Michael Fotheringham
Executive Director

“Housing is not a major focus of this budget.

“Incremental measures address declining home ownership—the government’s key approaches are to act as guarantor on loan deposits, through targeted schemes, and programs linked to superannuation.

“There are no new investments in social and affordable housing, rental markets or homelessness.”

Kris Daff
Managing Director
Assemble Communities

“The reality is that the housing market, like all markets, is a pretty simple beast and the federal government focusing on the demand side drivers, and allowing demand to spike further in an already heated market, is a major concern.

“The commonwealth should focus on building capacity in the housing market via the introduction and support of new housing models that increase supply and take the pressure off prices.

“Initiatives such as the First Home Super Saver Scheme or Family Home Guarantee, may enable more first home buyers to compete for housing but will do little to improve the supply of affordable housing.”

Julia Cambage
Chief Executive Officer
Australian Institute of Architects

“Australia faces a critical workforce shortage as Covid-19 will continue to put a handbrake on large temporary visa and migration inflows.

“People facing housing instability and homelessness will struggle to gain employment and will likely be under-employed.

“A stably housed, healthy and educated population is foundational to creating a productive workforce in the economy of any developed nation.

“New measures such as the Family Guarantee and extension of the First Home Loan Deposit Scheme will benefit the few, not the many and fail to address needs across the full continuum of the housing spectrum.”

James Toomey
Chief Executive Officer
Mission Australia

“The grim shortage of social housing and affordable rentals, high levels of housing stress, punitive rate of JobSeeker and other income support payments and a job market topped up with insecure, short term jobs is triggering a spike in financial distress, housing insecurity and homelessness.

“Our government continues to overlook the needs of at least 116,000 people who are homeless and the thousands more who are on the brink of homelessness while living in severe rental stress amid ongoing pandemic challenges.

“With this absence of leadership on social and affordable housing, our federal government has sealed the fate of thousands of people on the lowest incomes who will be pushed into homelessness and insecure living conditions.”

Climate Change and Renewable Energy ✘

The government has set aside $1.2 billion over five years to improve Australia’s capability to prepare for, respond to and recover from natural disasters, including the establishment of a National Recovery and Resilience Agency at a cost of $61.1 million.

Thomas Bell
Sales Director

“Regardless of the lack of support for renewables in the federal budget which we see as a missed opportunity, the property sector is rapidly embracing solar which is the world’s cheapest form of energy.

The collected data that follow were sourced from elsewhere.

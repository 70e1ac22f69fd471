use std::time::Instant;

use log::{debug, info};
use machine_learning::{arch::loss::LossFn, optimization::Optimizer};
use rand::{SeedableRng, rngs::StdRng, seq::SliceRandom};

use crate::{
    NnueErr, Result,
    config::TrainConfig,
    data::{BatchLoader, PositionSet},
    metrics::{EpochLog, EpochMetrics, MetricAggregator, PhaseMetrics},
    network::Network,
};

/// Drives the epochs of a training run.
///
/// Each epoch trains over the whole training set in a (possibly shuffled) order, then measures
/// the whole test set in a fixed order without touching the parameters.
pub struct TrainLoop {
    config: TrainConfig,
    loader: BatchLoader,
    rng: StdRng,
}

impl TrainLoop {
    /// Creates a new `TrainLoop`.
    ///
    /// # Returns
    /// An error if the configuration is invalid or the loader pool can't be built.
    pub fn new(config: TrainConfig) -> Result<Self> {
        config.validate()?;

        let device = config.device.resolve();
        debug!("training on {device:?}");

        let loader = BatchLoader::new(
            config.encoder()?,
            config.batch_size,
            config.prefetch,
            config.workers,
        )?;

        Ok(Self {
            rng: StdRng::seed_from_u64(config.seed),
            config,
            loader,
        })
    }

    /// Runs every epoch.
    ///
    /// # Arguments
    /// * `network` - The network to train, its input must match the encoder's width.
    /// * `loss_fn` - The objective.
    /// * `optimizer` - Updates the parameters after every training batch.
    /// * `train` - The training positions.
    /// * `test` - The held out positions.
    /// * `log` - Where a line is appended after each epoch, if any.
    ///
    /// # Returns
    /// The metrics of every epoch, or the first error, which aborts the run.
    pub fn run<L, O>(
        &mut self,
        network: &mut Network,
        loss_fn: &L,
        optimizer: &mut O,
        train: &PositionSet,
        test: &PositionSet,
        mut log: Option<&mut EpochLog>,
    ) -> Result<Vec<EpochMetrics>>
    where
        L: LossFn + ?Sized,
        O: Optimizer + ?Sized,
    {
        let width = self.loader.encoder().width();
        if network.topology().input != width {
            return Err(NnueErr::LengthMismatch {
                what: "network input",
                got: network.topology().input,
                expected: width,
            });
        }

        let epochs = self.config.epochs;
        let mut history = Vec::with_capacity(epochs);

        for epoch in 0..epochs {
            let start = Instant::now();

            let train_metrics = self.train_phase(network, loss_fn, optimizer, train)?;
            let test_metrics = self.test_phase(network, loss_fn, test)?;

            let metrics = EpochMetrics {
                epoch,
                train: train_metrics,
                test: test_metrics,
                elapsed: start.elapsed(),
            };

            if let Some(log) = log.as_deref_mut() {
                log.append(&metrics)?;
            }

            info!(
                "epoch {}/{epochs}: train loss {:.6} acc {:.4}, test loss {:.6} acc {:.4} ({:.2?})",
                epoch + 1,
                metrics.train.average_loss,
                metrics.train.accuracy,
                metrics.test.average_loss,
                metrics.test.accuracy,
                metrics.elapsed,
            );

            history.push(metrics);
        }

        Ok(history)
    }

    fn train_phase<L, O>(
        &mut self,
        network: &mut Network,
        loss_fn: &L,
        optimizer: &mut O,
        set: &PositionSet,
    ) -> Result<PhaseMetrics>
    where
        L: LossFn + ?Sized,
        O: Optimizer + ?Sized,
    {
        let mut order: Vec<usize> = (0..set.len()).collect();
        if self.config.shuffle {
            order.shuffle(&mut self.rng);
        }

        let mut agg = MetricAggregator::new();

        self.loader.for_each(set, &order, |batch| {
            let (loss, y_pred) =
                network.train_batch(batch.x.view(), batch.y.view(), loss_fn, optimizer)?;
            agg.record(loss, y_pred.view(), &batch.labels);
            Ok(())
        })?;

        Ok(agg.finish(self.config.batch_size, set.len()))
    }

    fn test_phase<L>(
        &self,
        network: &mut Network,
        loss_fn: &L,
        set: &PositionSet,
    ) -> Result<PhaseMetrics>
    where
        L: LossFn + ?Sized,
    {
        let order: Vec<usize> = (0..set.len()).collect();
        let mut agg = MetricAggregator::new();

        self.loader.for_each(set, &order, |batch| {
            let y_pred = network.predict(batch.x.view())?;
            let loss = loss_fn.loss(y_pred.view(), batch.y.view());
            agg.record(loss, y_pred.view(), &batch.labels);
            Ok(())
        })?;

        Ok(agg.finish(self.config.batch_size, set.len()))
    }
}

“It represents a quick win for them in terms of an attractive short payback period, savings to the bottom line and their corporate social responsibility policy. Property owners are well aware of the value of investing in solar.”

Kar Mei Tang
NSW Circular

“Compared to our global counterparts like the UK and Canada, the allocated spend on climate change action is small.

“The government remains clearly committed to a gas-fired recovery although the largest share of the $1.8 billion allocated to the energy sector has been directed towards emissions reduction.”

Adrian Kelly

“REIA has strongly advocated for more climate mitigation measures to better protect Australians’ homes.

“As we know that severe weather events like cyclones, floods and fires will continue so the $10 billion-dollar underwriting guarantee on the reinsurance pool will reduce insurance premiums by around $1.5 billio for 500,000 policy holders thereby making their properties more saleable.”